Do you want a simple, straightforward life hack that requires little effort and gets you closer to happiness and success? Of course you do! This might sound like a promise waiting to be broken. It’s not.
You’ve probably already seen a lot of tricks and tips about the “what” and “how” of success. “What” and “how” are excellent and necessary questions. But there is another crucial question that must be addressed in order to make fast, dramatic, lasting improvements in the quality of your life across the board. That question is “when.”
“When” is the ultimate life hack. It’s the foundation of success, the key that unlocks a faster, smarter, better, and stronger you. Knowing “when” enables you to perform “what” and “how” to your maximum potential. If you didn’t change a thing about what you do and how you do it, and only made micro-adjustments to when you do it, you’d be healthier, happier, and more productive, starting . . . right now.
To explain we need to think about something called ‘chronotypes’. Every person has a master biological clock ticking away inside his or her brain, and dozens of smaller biological clocks throughout his or her body.
But not every person’s biological clocks keep the same time. Your friend’s inner clocks might run at a different pace than yours, or your partner’s, or your kids’. You know this already; you’ve observed that some people wake early, or don’t feel hungry when you do, or are full of energy when you are winding down. Different people fall into different classifications, or chronotypes, based on general morning and evening preferences.
According to conventional wisdom, there are three chronotypes: Larks, the early risers; Hummingbirds, neither early nor late risers; and Owls, the late risers.
Psychologists and sleep doctors have long used a standard Morningness-Eveningness Questionnaire (MEQ) to determine an individual’s chronotype. Having worked with patients and studied in the field for over fifteen years, I’d always been bothered by the three categories and how they were determined. By only assessing an individual’s sleep/wake/activity preferences, the MEQ didn’t match the patient population in my clinical practice at all.

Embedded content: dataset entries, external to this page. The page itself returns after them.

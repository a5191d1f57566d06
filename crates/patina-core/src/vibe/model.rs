//! Vibe domain model.
//!
//! Field names follow the JSON the extractor produces and consumers read,
//! so both types serialize without renaming except for `hue-rotate`.

use serde::{Deserialize, Serialize};

/// Literal CSS filter values for styling generated output.
#[derive(Debug, Clone, PartialEq, Serialize, Deserialize)]
pub struct CssFilters {
    /// Multiplier, typically near 1.0.
    pub brightness: f64,
    pub contrast: f64,
    pub saturate: f64,
    /// Carried through verbatim; never averaged.
    #[serde(rename = "hue-rotate", default = "default_hue_rotate")]
    pub hue_rotate: String,
    pub sepia: f64,
}

impl Default for CssFilters {
    fn default() -> Self {
        Self {
            brightness: 1.0,
            contrast: 1.0,
            saturate: 1.0,
            hue_rotate: default_hue_rotate(),
            sepia: 0.0,
        }
    }
}

pub(crate) fn default_hue_rotate() -> String {
    "0deg".to_string()
}

/// The aesthetic signature extracted from a single item.
#[derive(Debug, Clone, PartialEq, Serialize, Deserialize)]
pub struct VibeContribution {
    /// Hex colour strings, dominant first as the extractor saw them.
    pub colors: Vec<String>,
    #[serde(default)]
    pub mood_tags: Vec<String>,
    #[serde(default)]
    pub aesthetic_tags: Vec<String>,
    pub warmth: f64,
    pub contrast: f64,
    pub saturation: f64,
    #[serde(default)]
    pub texture: String,
    pub css_filters: CssFilters,
    #[serde(default, skip_serializing_if = "Option::is_none")]
    pub sonic_mood: Option<String>,
}

/// Coarse temperature of the composite, derived from aggregated warmth.
#[derive(Debug, Clone, Copy, PartialEq, Eq, Serialize, Deserialize)]
#[serde(rename_all = "lowercase")]
pub enum BackgroundTone {
    Warm,
    Cool,
    Neutral,
}

impl BackgroundTone {
    pub const WARM_ABOVE: f64 = 0.6;
    pub const COOL_BELOW: f64 = 0.4;

    pub fn from_warmth(warmth: f64) -> Self {
        if warmth > Self::WARM_ABOVE {
            BackgroundTone::Warm
        } else if warmth < Self::COOL_BELOW {
            BackgroundTone::Cool
        } else {
            BackgroundTone::Neutral
        }
    }
}

#[derive(Debug, Clone, PartialEq, Serialize, Deserialize)]
pub struct ColorPalette {
    /// Top-ranked colours, at most five.
    pub dominant: Vec<String>,
    /// Ranks six to eight. Disjoint from `dominant`.
    pub accent: Vec<String>,
    pub background_tone: BackgroundTone,
}

#[derive(Debug, Clone, PartialEq, Serialize, Deserialize)]
pub struct Lighting {
    pub warmth: f64,
    pub contrast: f64,
}

/// The composite signature of everything currently on the canvas.
#[derive(Debug, Clone, PartialEq, Serialize, Deserialize)]
pub struct VibeProfile {
    pub color_palette: ColorPalette,
    /// Human-readable label: the top three mood tags.
    pub mood: String,
    pub mood_tags: Vec<String>,
    pub lighting: Lighting,
    pub texture: String,
    pub saturation: f64,
    /// Same value as `css_filters.brightness`. No perceptual brightness is
    /// extracted per item, so this mirrors the aggregated filter multiplier.
    pub brightness: f64,
    pub aesthetic_tags: Vec<String>,
    pub css_filters: CssFilters,
    pub sonic_mood: String,
}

The established chronotype assessment didn’t include both measures of the two-step system for sleep. Along with wake preference, there is “sleep drive” — your need for sleep. Some people have higher sleep drives than others, just as some have stronger sex drives than others.
Your sleep drive is genetic, and it determines how much sleep you need and your depth of sleep. Those with low sleep drive don’t need a lot of sleep, so the night seems very long to them. Low sleep drive people are easily woken up by sound and light disturbance, and they wake up feeling less than refreshed.
Those with high sleep drive need more hours of sleep, so the night feels too short for them. High sleep drive people sleep deeply, but they wake up feeling less than refreshed no matter how much sleep they get.
Those with medium sleep drive sleep somewhat deeply and are satisfied and refreshed by seven hours of continuous rest.
The MEQ wasn’t designed to take into account the individual’s personality. But personality turns out to be incredibly important for figuring out chronotype. For example, morning types tend to be more health-conscious. Evening types tend to be impulsive. This has been confirmed in dozens of studies. In a comprehensive evaluation of chronotype, personality is too big and relevant to ignore.
My second issue was that classic definitions didn’t match up with my patients. The three established types excluded 10 percent or more of the general population: insomniacs. Although bad sleepers can be found among early, late, and normal risers, true insomniacs – I believe – are a distinct chronotype.
I decided to redefine the groups, rename the chronotypes with the names of relevant mammals and write a questionnaire of my own that took all the important factors into account.
Once you know your chronotype, you have the secret to working out the best time of the day to do everything from drink coffee, go for a run, ask for a raise, go to sleep, – or even have sex. It’s a fascinating discovery of becoming in sync with your body and scheduling your day, week or month to maximise peak well-being, productivity and efficiency, leaving you the time and energy to feel your best and enjoy life.
You can take my quiz in my book The Power of When or online here http://thepowerofwhenquiz.com/.
What’s Your Chronotype?
- Dolphins. Real dolphins sleep with only half of their brain at a time (which is why they’re called unihemispheric sleepers). The other half is awake and alert, concentrating on swimming and looking for predators. This name fits insomniacs well: intelligent, neurotic light sleepers with a low sleep drive.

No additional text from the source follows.